She vanished after that. I found her in the hallway to the kitchen where the last exchange took place, more or less giving the nameless man from above a lap dance. “You need to get back to your area, Blowjob Barbie, we’re busy out there.” She ignored me and I didn’t feel like arguing. I went to the dining room where I was headed to find a manager. Ten minutes later, she still hadn’t gotten back to her area, and she had a new table. The manager told another server, Ms. A, to take the table. After Ms. A had gotten the drinks, Blowjob Barbie comes out of the break room where she and her man had gone to hide, and tells her, “Don’t worry honey, I’ve got it.” She proceeded to take the table from Ms. A causing a whole new set of drama.
Later that night, the managers pulled her in the office. I would have paid to see the show, because Manager G the Fuckin Great and Manager C the Assistant tore into her so hard that she left the office nearly in tears.

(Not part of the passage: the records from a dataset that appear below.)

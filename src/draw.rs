//! Raster primitives: rounded rectangles, rule lines, text.
//!
//! Geometry arrives as f64 and is rounded to device pixels exactly once,
//! here. Everything blends through `composite::over`, so translucent colors
//! work the same for shadows, rules, and glyph coverage.

use crate::canvas::Canvas;
use crate::composite::over;
use crate::core::Rgba8;
use crate::font::FontFace;

/// Fill the axis-aligned rectangle [x1, x2) x [y1, y2) with rounded corners
/// of `radius` pixels. Degenerate or inverted rectangles draw nothing.
pub fn fill_round_rect(
    canvas: &mut Canvas,
    x1: f64,
    y1: f64,
    x2: f64,
    y2: f64,
    radius: f64,
    color: Rgba8,
) {
    let left = x1.round() as i64;
    let top = y1.round() as i64;
    let right = x2.round() as i64;
    let bottom = y2.round() as i64;
    if right <= left || bottom <= top {
        return;
    }

    let w = right - left;
    let h = bottom - top;
    let r = (radius.round() as i64).clamp(0, w.min(h) / 2);
    let src = color.premultiply();

    for y in top..bottom {
        for x in left..right {
            if !canvas.in_bounds(x, y) {
                continue;
            }
            if r > 0 && !round_rect_contains(x - left, y - top, w, h, r) {
                continue;
            }
            let (xu, yu) = (x as u32, y as u32);
            canvas.set_pixel(xu, yu, over(canvas.pixel(xu, yu), src));
        }
    }
}

/// Corner containment: inside the rect body, or within radius of the
/// nearest corner circle center.
fn round_rect_contains(x: i64, y: i64, w: i64, h: i64, r: i64) -> bool {
    if x >= r && x < w - r {
        return true;
    }
    if y >= r && y < h - r {
        return true;
    }
    let cx = if x < r { r - 1 } else { w - r };
    let cy = if y < r { r - 1 } else { h - r };
    let dx = x - cx;
    let dy = y - cy;
    dx * dx + dy * dy <= r * r
}

/// One-pixel-high horizontal rule across [x1, x2) at row `y`.
pub fn hline(canvas: &mut Canvas, x1: f64, x2: f64, y: f64, color: Rgba8) {
    let row = y.round() as i64;
    let src = color.premultiply();
    for x in (x1.round() as i64)..(x2.round() as i64) {
        if canvas.in_bounds(x, row) {
            let (xu, yu) = (x as u32, row as u32);
            canvas.set_pixel(xu, yu, over(canvas.pixel(xu, yu), src));
        }
    }
}

/// Draw `text` with its top-left corner at (x, y). Glyph coverage scales the
/// color's alpha before the over blend.
pub fn draw_text(
    canvas: &mut Canvas,
    face: &FontFace,
    text: &str,
    px: f32,
    x: f64,
    y: f64,
    color: Rgba8,
) {
    let ox = x.round() as i64;
    let oy = y.round() as i64;
    face.for_each_coverage(text, px, &mut |gx, gy, cov| {
        let (tx, ty) = (ox + gx, oy + gy);
        if !canvas.in_bounds(tx, ty) {
            return;
        }
        let a = ((u16::from(color.a) * u16::from(cov) + 127) / 255) as u8;
        let src = Rgba8::rgba(color.r, color.g, color.b, a).premultiply();
        let (xu, yu) = (tx as u32, ty as u32);
        canvas.set_pixel(xu, yu, over(canvas.pixel(xu, yu), src));
    });
}

/// Center `text` horizontally on `cx`; `y` is the top of the line box.
pub fn draw_text_centered(
    canvas: &mut Canvas,
    face: &FontFace,
    text: &str,
    px: f32,
    cx: f64,
    y: f64,
    color: Rgba8,
) {
    let m = face.measure(text, px);
    draw_text(canvas, face, text, px, cx - m.width / 2.0, y, color);
}

/// Right-align `text` so it ends at `right_x`; `y` is the top of the line box.
pub fn draw_text_right(
    canvas: &mut Canvas,
    face: &FontFace,
    text: &str,
    px: f32,
    right_x: f64,
    y: f64,
    color: Rgba8,
) {
    let m = face.measure(text, px);
    draw_text(canvas, face, text, px, right_x - m.width, y, color);
}

#[cfg(test)]
mod tests {
    use super::*;
    use crate::core::Rgba8Premul;

    fn ink_count(canvas: &Canvas) -> usize {
        canvas
            .data()
            .chunks_exact(4)
            .filter(|px| px[3] != 0)
            .count()
    }

    #[test]
    fn round_rect_fills_interior_and_clears_corners() {
        let mut c = Canvas::new(40, 40).unwrap();
        fill_round_rect(&mut c, 0.0, 0.0, 40.0, 40.0, 10.0, Rgba8::rgb(255, 0, 0));
        // Center is filled, the very corner pixel is outside the radius.
        assert_eq!(c.pixel(20, 20).r, 255);
        assert_eq!(c.pixel(0, 0), Rgba8Premul::TRANSPARENT);
        assert_eq!(c.pixel(39, 39), Rgba8Premul::TRANSPARENT);
    }

    #[test]
    fn round_rect_ignores_inverted_bounds() {
        let mut c = Canvas::new(10, 10).unwrap();
        fill_round_rect(&mut c, 8.0, 8.0, 2.0, 2.0, 2.0, Rgba8::rgb(1, 2, 3));
        assert_eq!(ink_count(&c), 0);
    }

    #[test]
    fn round_rect_clips_to_canvas() {
        let mut c = Canvas::new(10, 10).unwrap();
        fill_round_rect(&mut c, -5.0, -5.0, 15.0, 15.0, 0.0, Rgba8::rgb(9, 9, 9));
        assert_eq!(ink_count(&c), 100);
    }

    #[test]
    fn hline_spans_requested_columns_only() {
        let mut c = Canvas::new(10, 5).unwrap();
        hline(&mut c, 2.0, 8.0, 3.0, Rgba8::rgb(0, 0, 0));
        assert_eq!(c.pixel(1, 3), Rgba8Premul::TRANSPARENT);
        assert_ne!(c.pixel(2, 3), Rgba8Premul::TRANSPARENT);
        assert_ne!(c.pixel(7, 3), Rgba8Premul::TRANSPARENT);
        assert_eq!(c.pixel(8, 3), Rgba8Premul::TRANSPARENT);
    }

    #[test]
    fn centered_text_is_balanced_around_center() {
        let mut c = Canvas::new(120, 30).unwrap();
        let face = FontFace::Builtin;
        draw_text_centered(&mut c, &face, "HH", 18.0, 60.0, 5.0, Rgba8::rgb(0, 0, 0));

        let mut min_x = i64::MAX;
        let mut max_x = i64::MIN;
        for y in 0..30 {
            for x in 0..120 {
                if c.pixel(x, y).a != 0 {
                    min_x = min_x.min(i64::from(x));
                    max_x = max_x.max(i64::from(x));
                }
            }
        }
        assert!(min_x < max_x);
        let center = (min_x + max_x) as f64 / 2.0;
        assert!((center - 60.0).abs() <= 3.0);
    }

    #[test]
    fn right_aligned_text_ends_at_edge() {
        let mut c = Canvas::new(100, 30).unwrap();
        let face = FontFace::Builtin;
        draw_text_right(&mut c, &face, "9:00", 14.0, 90.0, 5.0, Rgba8::rgb(0, 0, 0));
        for y in 0..30 {
            for x in 91..100 {
                assert_eq!(c.pixel(x, y).a, 0);
            }
        }
        assert!(ink_count(&c) > 0);
    }
}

Too bad that bitching still didn’t do anything for her attitude. I caught her last night (Tues.) sitting on the bowling counter where guests pay and get shoes, swinging her legs back and forth playing on her phone. I told her to get down. “I will.”
“No, I mean get down now, and put your phone up.” She rolled her eyes and went back to what she was doing.
“Blowjob Barbie, What is your problem? Why do you think the rules don’t apply to you?”
“Ribeye, what’s your problem? Why are you always picking on me?”
“I’m not picking on you, I’m just tired of you running around here acting like a child! This is a restaurant and you’re at work, it’s time you acted like it!” I didn’t wait to see if she got down, I just let the managers know. That’s just not a good first impression for the guests to see a server sitting on a counter when they should be working, and playing on a phone to boot.
My teammates and I are trying to run her off. She’s an embarrassment to our department and an embarrassment to our store. There are others who are embarrassments too, but she definitely takes the cake. I can safely say that she’s now taken Hawk’s place as the laziest person I’ve ever had the misfortune to work with, and the only one who offers to go home with her male guests in order to get tips from them. She gives her real number out, and I think has gone out with a couple of the guys she’s served.
Thus the name Blowjob Barbie.
This is why I get stressed out at work! I have to deal with people like her! When they don’t do their jobs, I get yelled at by the manager above me for the night, as they get yelled at by the manager above them! I’m tired of it! I want the bitch gone, and so does everyone else!
Remember to listen to my radio segment, recorded this past Monday.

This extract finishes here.